Read, Drink, Be Merry: A literary crawl throughout Columbia

Abby Lee

The 2nd Annual Lit Crawl took Columbians and visitors alike on a literature-focused tour through Columbia on Thursday night, kicking off the Unbound Book Festival.

The night included readings from authors and poets at different locations and games like Mad Libs and Cards Against Humanity – with a literary twist, of course.

Writers gathered at each stop in the city, taking to stages to read poems or excerpts of their work.

People from all walks of the literary world – authors, poets, booksellers, literary magazine editors and reader – sat around playing games and gabbing over their drinks.

DeAni Blake-Britton, a poet and creative writing student at Lincoln University in Jefferson City, performed two of her poems at Hexagon Alley early on in the night.

“I just get to look out at everyone’s faces, take a breath, and read,” Blake-Britton said.

The Hexagon Alley event featured contributors to The New Territory, a magazine focused on Midwestern art and people.

Another poet, Elijah Burrell, mounted the stage and began to recite his poem “Sharknapper,” which asked what three shark kidnappers – that is, three people stealing a shark – had going through their minds.

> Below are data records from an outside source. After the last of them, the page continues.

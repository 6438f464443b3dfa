use image::{Rgb, RgbImage};
use imageproc::drawing::draw_filled_rect_mut;

use super::outline::canvas_rect;
use crate::config::{Corners, VeilStyle};

#[derive(Debug, thiserror::Error)]
pub enum BlendError {
    #[error("cannot blend a {overlay:?} overlay into a {canvas:?} canvas")]
    SizeMismatch { overlay: (u32, u32), canvas: (u32, u32) },
}

/// Weighted per-channel sum of two equally sized buffers, written into `dst`:
/// `dst = overlay * alpha + dst * beta + gamma`, rounded half to even and
/// saturated to `0..=255`.
///
/// `dst` is left untouched when the dimensions differ.
pub fn add_weighted(overlay: &RgbImage, alpha: f64, dst: &mut RgbImage, beta: f64, gamma: f64) -> Result<(), BlendError> {
    if overlay.dimensions() != dst.dimensions() {
        return Err(BlendError::SizeMismatch {
            overlay: overlay.dimensions(),
            canvas: dst.dimensions(),
        });
    }
    blend(overlay, alpha, dst, beta, gamma);
    Ok(())
}

fn blend(overlay: &RgbImage, alpha: f64, dst: &mut RgbImage, beta: f64, gamma: f64) {
    for (out, over) in dst.pixels_mut().zip(overlay.pixels()) {
        for c in 0..3 {
            let value = over.0[c] as f64 * alpha + out.0[c] as f64 * beta + gamma;
            out.0[c] = value.round_ties_even().clamp(0.0, 255.0) as u8;
        }
    }
}

/// Darkens `corners` with a translucent fill.
///
/// The fill is painted opaque on a scratch copy of the whole canvas and the
/// copy is blended back with weight `alpha`; pixels outside the box blend
/// with themselves and keep their value.
pub fn draw_veil(canvas: &mut RgbImage, corners: Corners, veil: &VeilStyle) {
    let (width, height) = canvas.dimensions();
    let Some(rect) = canvas_rect(corners, width, height) else {
        return;
    };
    let alpha = veil.clamped_alpha() as f64;
    let mut overlay = canvas.clone();
    draw_filled_rect_mut(&mut overlay, rect, Rgb(veil.color));
    blend(&overlay, alpha, canvas, 1.0 - alpha, 0.0);
}
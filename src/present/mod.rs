//! Showing the finished image before it is written out.

use image::RgbImage;
use log::info;

use crate::annotate::AnnotateError;
use crate::config::DisplaySettings;

#[cfg(feature = "window")]
pub mod window;
#[cfg(feature = "window")]
pub use window::WindowPresenter;

#[derive(Debug, thiserror::Error)]
pub enum PresentError {
    #[error("display window failed: {0}")]
    Window(String),
}

/// Writes the annotated image to disk.
pub type Persist = Box<dyn FnOnce() -> Result<(), AnnotateError>>;

/// Hands the annotated buffer to the user and returns once they are done
/// looking at it.
pub trait Presenter {
    /// Shows `canvas`, waits for the user, runs `persist` and only then
    /// releases the display. `persist` must not run when the display fails
    /// before the user saw the image.
    fn present(&mut self, canvas: &RgbImage, title: &str, persist: Persist) -> Result<(), AnnotateError>;
}

/// Skips display entirely.
#[derive(Debug, Default, Clone, Copy)]
pub struct HeadlessPresenter;

impl Presenter for HeadlessPresenter {
    fn present(&mut self, canvas: &RgbImage, title: &str, persist: Persist) -> Result<(), AnnotateError> {
        let (width, height) = canvas.dimensions();
        info!("display suppressed for \"{title}\" ({width}x{height})");
        persist()
    }
}

/// Window presenter when display is enabled and the `window` feature is
/// built, headless otherwise.
pub fn presenter_for(display: &DisplaySettings) -> Box<dyn Presenter> {
    #[cfg(feature = "window")]
    if display.enabled {
        return Box::new(WindowPresenter);
    }

    if display.enabled {
        info!("built without the `window` feature; showing nothing");
    }
    Box::new(HeadlessPresenter)
}
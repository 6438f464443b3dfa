use clap::Parser;
use std::path::PathBuf;
use std::process::ExitCode;

use roi_annotator::{AnnotateError, AnnotationConfig};

#[derive(Parser, Debug)]
#[command(
    name = "annotate",
    about = "Outline a region of interest and add a veiled caption box to an image",
    version
)]
struct Cli {
    /// Source image (defaults to the configured input)
    #[arg(short = 'i', long = "input")]
    input: Option<PathBuf>,

    /// Where to write the annotated image
    #[arg(short = 'o', long = "output")]
    output: Option<PathBuf>,

    /// TOML or JSON settings file, applied before the other flags
    #[arg(short = 'c', long = "config")]
    config: Option<PathBuf>,

    /// Caption text drawn in the box
    #[arg(short = 't', long = "text")]
    text: Option<String>,

    /// Do not open a window; just write the output
    #[arg(long = "no-display")]
    no_display: bool,

    /// Print the effective settings as TOML and exit
    #[arg(long = "print-config")]
    print_config: bool,
}

impl Cli {
    fn into_config(self) -> Result<(AnnotationConfig, bool), AnnotateError> {
        let mut config = match &self.config {
            Some(path) => AnnotationConfig::from_file(path)?,
            None => AnnotationConfig::default(),
        };
        if let Some(input) = self.input {
            config.input = input;
        }
        if let Some(output) = self.output {
            config.output = output;
        }
        if let Some(text) = self.text {
            config.caption.text = text;
        }
        if self.no_display {
            config.display.enabled = false;
        }
        Ok((config, self.print_config))
    }
}

fn execute(cli: Cli) -> Result<(), AnnotateError> {
    let (config, print_config) = cli.into_config()?;
    if print_config {
        print!("{}", config.to_toml_string()?);
        return Ok(());
    }
    roi_annotator::run(config)?;
    Ok(())
}

fn main() -> ExitCode {
    env_logger::Builder::from_env(env_logger::Env::default().default_filter_or("info")).init();

    match execute(Cli::parse()) {
        Ok(()) => ExitCode::SUCCESS,
        Err(e) => {
            eprintln!("Error: {e}");
            ExitCode::FAILURE
        }
    }
}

“And then the other side of that … what must it have felt like for the shark, and being in its clear cage, and being lifted out of the cage, and hoping for freedom,” Burrell said. “I don't know… it all came together. And it came together in a strange and, I think, kind of fun and weird and beautiful way.”

The Crawl began earlier in the night at Orr Street Studios with readings by local artists sharing unreleased essays and stories, including one author’s self-reflection through the lens of Beyoncé works. Symonne Sparks is a graduate student at MU’s theatre department.

Abby Lee

“It’s now a part of myself,” Sparks said of her Beyoncé-inspired work in progress. “It is literally me. And I’m expanding on writing about myself, but through the lens of different Beyoncé songs, her books, her music, how she's gone through things in her life as well, and comparing it to myself. And still letting that empower me all of my own.”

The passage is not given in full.